• TO DO
Give the number of lines in this listing that contain the word "None", and nothing else.

• GIVEN ENTRIES
use thiserror::Error;

#[derive(Clone, Copy, Debug, Eq, PartialEq, Hash)]
pub enum CoreErrorKind {
    NotFound,
    InvalidInput,
    StorageFailure,
    ExecutionFailure,
    Cancelled,
    Internal,
}

#[derive(Clone, Debug, Eq, PartialEq, Error)]
#[error("{kind:?}: {message}")]
pub struct CoreError {
    pub session: Option<String>,
    pub task: Option<String>,
    pub kind: CoreErrorKind,
    pub message: String,
}

pub type CoreResult<T> = Result<T, CoreError>;

impl CoreError {
    pub fn new(kind: CoreErrorKind, message: impl Into<String>) -> Self {
        Self {
            session: None,
            task: None,
            kind,
            message: message.into(),
        }
    }

    pub fn with_session(mut self, session: impl Into<String>) -> Self {
        self.session = Some(session.into());
        self
    }

    pub fn with_task(mut self, task: impl Into<String>) -> Self {
        self.task = Some(task.into());
        self
    }

    /// Status code the route layer answers with when this error reaches it.
    pub fn http_status(&self) -> u16 {
        match self.kind {
            CoreErrorKind::NotFound => 404,
            CoreErrorKind::InvalidInput => 400,
            _ => 500,
        }
    }
}

pub(crate) fn task_not_found(session: &str, task_id: &str) -> CoreError {
    CoreError::new(
        CoreErrorKind::NotFound,
        format!("task '{task_id}' not found"),
    )
    .with_session(session)
    .with_task(task_id)
}

pub(crate) fn poisoned(component: &str) -> CoreError {
    CoreError::new(
        CoreErrorKind::Internal,
        format!("{component} mutex poisoned"),
    )
}
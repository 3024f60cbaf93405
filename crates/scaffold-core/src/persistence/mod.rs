pub mod example;
pub mod keyed_store;

pub use example::{Example, FieldMatch};
pub use keyed_store::{KeyedStore, StoreConfig};

use crate::models::{CoreError, Record};

pub type PersistenceResult<T> = Result<T, CoreError>;

/// Table-partitioned record CRUD shared by every session store.
///
/// Reads against a table that was never written behave as an empty table.
pub trait RecordStore: Send + Sync {
    fn generate_id(&self) -> String;

    /// Upserts `record`. An empty id is replaced by a fresh one and stamps
    /// `created_date`; an existing record keeps its original `created_date`.
    fn create_or_update(&self, table: &str, record: Record) -> PersistenceResult<Record>;

    fn find_by_id(&self, table: &str, id: &str) -> PersistenceResult<Option<Record>>;

    /// Reads, changes and writes back one record as a single step. Returns
    /// `None` without calling `change` when the record is missing; an error
    /// from `change` leaves the stored record untouched. The id and
    /// `created_date` survive whatever `change` does.
    fn update_by_id(
        &self,
        table: &str,
        id: &str,
        change: &mut dyn FnMut(&mut Record) -> PersistenceResult<()>,
    ) -> PersistenceResult<Option<Record>>;

    fn delete_by_id(&self, table: &str, id: &str) -> PersistenceResult<Option<Record>>;

    fn delete_by_table(&self, table: &str) -> PersistenceResult<usize>;

    fn get_all(&self, table: &str) -> PersistenceResult<Vec<Record>>;

    fn delete_all(&self) -> PersistenceResult<()>;

    fn find_first_by_example(
        &self,
        table: &str,
        example: &Example,
    ) -> PersistenceResult<Option<Record>>;

    fn find_all_by_example(&self, table: &str, example: &Example)
    -> PersistenceResult<Vec<Record>>;
}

• RESULT OF THE TASK
3